» WORK TO BE COMPLETED
Output only the lines below that start at the line containing "let mut config = Config::load()?;" and end at the line containing "to read API", with both ends kept.

» Collected data
• • • • • • •
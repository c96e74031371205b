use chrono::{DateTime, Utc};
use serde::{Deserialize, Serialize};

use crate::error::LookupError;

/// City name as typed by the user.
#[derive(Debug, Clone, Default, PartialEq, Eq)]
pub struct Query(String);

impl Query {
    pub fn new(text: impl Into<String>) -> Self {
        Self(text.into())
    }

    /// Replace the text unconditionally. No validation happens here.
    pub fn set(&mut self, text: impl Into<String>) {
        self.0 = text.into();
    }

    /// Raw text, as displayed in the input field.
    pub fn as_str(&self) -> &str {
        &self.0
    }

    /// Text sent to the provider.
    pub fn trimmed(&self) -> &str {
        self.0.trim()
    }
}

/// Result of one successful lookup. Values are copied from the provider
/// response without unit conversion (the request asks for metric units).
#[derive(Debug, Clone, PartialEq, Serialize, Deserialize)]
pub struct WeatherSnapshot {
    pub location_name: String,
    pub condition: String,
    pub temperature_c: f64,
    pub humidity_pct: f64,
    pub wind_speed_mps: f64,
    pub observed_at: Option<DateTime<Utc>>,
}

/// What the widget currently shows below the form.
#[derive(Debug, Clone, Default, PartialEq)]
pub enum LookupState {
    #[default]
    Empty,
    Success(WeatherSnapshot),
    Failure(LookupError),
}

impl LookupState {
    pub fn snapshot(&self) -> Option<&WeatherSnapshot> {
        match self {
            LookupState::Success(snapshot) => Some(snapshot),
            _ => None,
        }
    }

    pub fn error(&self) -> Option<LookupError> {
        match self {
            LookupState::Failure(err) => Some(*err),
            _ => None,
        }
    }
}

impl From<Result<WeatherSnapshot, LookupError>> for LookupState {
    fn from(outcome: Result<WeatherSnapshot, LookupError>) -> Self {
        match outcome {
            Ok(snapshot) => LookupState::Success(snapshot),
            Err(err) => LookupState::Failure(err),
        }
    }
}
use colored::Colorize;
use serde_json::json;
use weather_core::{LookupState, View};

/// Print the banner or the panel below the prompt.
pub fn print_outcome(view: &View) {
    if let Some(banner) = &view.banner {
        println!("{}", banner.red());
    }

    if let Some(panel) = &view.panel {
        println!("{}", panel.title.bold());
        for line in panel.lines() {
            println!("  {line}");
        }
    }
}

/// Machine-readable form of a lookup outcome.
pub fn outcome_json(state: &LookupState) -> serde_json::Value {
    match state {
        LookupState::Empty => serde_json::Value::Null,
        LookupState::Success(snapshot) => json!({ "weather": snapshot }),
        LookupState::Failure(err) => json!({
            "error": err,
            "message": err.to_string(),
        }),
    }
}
• • • • • • •
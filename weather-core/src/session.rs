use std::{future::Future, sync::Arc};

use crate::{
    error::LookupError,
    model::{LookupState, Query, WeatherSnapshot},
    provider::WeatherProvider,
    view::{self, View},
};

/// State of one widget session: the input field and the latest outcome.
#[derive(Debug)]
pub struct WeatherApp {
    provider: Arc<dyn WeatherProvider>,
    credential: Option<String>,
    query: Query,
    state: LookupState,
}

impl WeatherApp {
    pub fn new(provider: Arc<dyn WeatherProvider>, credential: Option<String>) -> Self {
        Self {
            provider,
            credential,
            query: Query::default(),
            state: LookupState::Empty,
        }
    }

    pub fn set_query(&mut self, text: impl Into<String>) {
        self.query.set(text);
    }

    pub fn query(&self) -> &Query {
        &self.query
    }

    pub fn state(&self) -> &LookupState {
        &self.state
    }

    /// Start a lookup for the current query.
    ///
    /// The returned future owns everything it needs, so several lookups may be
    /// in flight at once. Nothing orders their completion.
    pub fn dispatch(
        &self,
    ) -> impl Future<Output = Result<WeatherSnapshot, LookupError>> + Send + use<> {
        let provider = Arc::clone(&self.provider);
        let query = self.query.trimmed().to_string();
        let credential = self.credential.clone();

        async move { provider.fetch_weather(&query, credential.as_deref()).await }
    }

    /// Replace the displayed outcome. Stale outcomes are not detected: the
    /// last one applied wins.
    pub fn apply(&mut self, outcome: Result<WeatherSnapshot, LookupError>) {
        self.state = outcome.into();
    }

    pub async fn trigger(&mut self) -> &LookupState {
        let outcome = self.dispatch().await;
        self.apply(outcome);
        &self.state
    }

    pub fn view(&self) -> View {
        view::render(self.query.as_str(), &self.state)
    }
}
• • • • • • •
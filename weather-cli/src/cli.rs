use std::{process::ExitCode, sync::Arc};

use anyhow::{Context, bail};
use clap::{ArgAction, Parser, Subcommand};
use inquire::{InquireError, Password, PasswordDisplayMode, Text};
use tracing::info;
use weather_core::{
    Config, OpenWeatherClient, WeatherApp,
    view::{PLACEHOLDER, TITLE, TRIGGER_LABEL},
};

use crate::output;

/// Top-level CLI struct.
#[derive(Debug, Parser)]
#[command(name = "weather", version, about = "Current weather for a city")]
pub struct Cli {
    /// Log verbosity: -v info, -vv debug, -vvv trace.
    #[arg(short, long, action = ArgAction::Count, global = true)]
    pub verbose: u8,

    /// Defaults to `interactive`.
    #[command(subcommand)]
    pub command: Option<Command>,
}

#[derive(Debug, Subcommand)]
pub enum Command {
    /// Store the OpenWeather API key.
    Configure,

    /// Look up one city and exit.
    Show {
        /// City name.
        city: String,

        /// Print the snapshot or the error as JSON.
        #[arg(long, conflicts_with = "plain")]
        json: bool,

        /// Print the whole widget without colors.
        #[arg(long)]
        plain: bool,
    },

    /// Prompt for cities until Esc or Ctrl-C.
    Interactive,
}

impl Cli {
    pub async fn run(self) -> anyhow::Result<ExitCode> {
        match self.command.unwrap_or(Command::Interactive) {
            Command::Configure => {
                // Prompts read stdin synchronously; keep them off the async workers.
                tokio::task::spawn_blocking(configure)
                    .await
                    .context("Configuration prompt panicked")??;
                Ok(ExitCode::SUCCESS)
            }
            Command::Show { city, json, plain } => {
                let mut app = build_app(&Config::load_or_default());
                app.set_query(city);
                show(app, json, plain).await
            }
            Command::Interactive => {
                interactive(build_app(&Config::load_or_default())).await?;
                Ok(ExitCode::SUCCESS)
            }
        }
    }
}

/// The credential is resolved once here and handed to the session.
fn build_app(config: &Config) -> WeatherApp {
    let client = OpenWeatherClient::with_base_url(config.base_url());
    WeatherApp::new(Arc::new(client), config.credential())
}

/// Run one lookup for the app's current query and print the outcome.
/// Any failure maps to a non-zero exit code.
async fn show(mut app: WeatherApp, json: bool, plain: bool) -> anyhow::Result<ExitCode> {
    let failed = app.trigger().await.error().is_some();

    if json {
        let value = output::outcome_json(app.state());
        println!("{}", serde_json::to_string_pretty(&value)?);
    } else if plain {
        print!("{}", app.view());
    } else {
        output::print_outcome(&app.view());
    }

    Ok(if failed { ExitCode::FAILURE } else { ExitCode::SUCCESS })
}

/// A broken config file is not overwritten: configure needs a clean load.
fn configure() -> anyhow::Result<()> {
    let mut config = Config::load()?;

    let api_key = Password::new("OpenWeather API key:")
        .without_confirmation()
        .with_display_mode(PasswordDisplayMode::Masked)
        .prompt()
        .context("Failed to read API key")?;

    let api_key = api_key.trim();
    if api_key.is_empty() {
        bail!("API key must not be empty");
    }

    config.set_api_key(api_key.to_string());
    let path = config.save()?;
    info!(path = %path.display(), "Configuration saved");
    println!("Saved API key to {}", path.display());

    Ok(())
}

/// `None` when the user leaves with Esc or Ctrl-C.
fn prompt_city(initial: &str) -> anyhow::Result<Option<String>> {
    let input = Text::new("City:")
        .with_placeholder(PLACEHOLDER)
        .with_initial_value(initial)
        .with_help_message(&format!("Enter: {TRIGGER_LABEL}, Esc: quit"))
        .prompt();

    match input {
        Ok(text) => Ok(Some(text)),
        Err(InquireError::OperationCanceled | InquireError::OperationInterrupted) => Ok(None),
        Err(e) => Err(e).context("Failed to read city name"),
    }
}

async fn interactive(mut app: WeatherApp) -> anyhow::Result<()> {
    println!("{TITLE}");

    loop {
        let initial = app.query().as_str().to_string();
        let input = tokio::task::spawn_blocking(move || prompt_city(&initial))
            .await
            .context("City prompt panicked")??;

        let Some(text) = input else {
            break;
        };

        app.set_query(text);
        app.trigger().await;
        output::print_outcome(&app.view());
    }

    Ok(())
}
• • • • • • •
» OUTPUT OF THE TASK
    let mut config = Config::load()?;

    let api_key = Password::new("OpenWeather API key:")
        .without_confirmation()
        .with_display_mode(PasswordDisplayMode::Masked)
        .prompt()
        .context("Failed to read API key")?;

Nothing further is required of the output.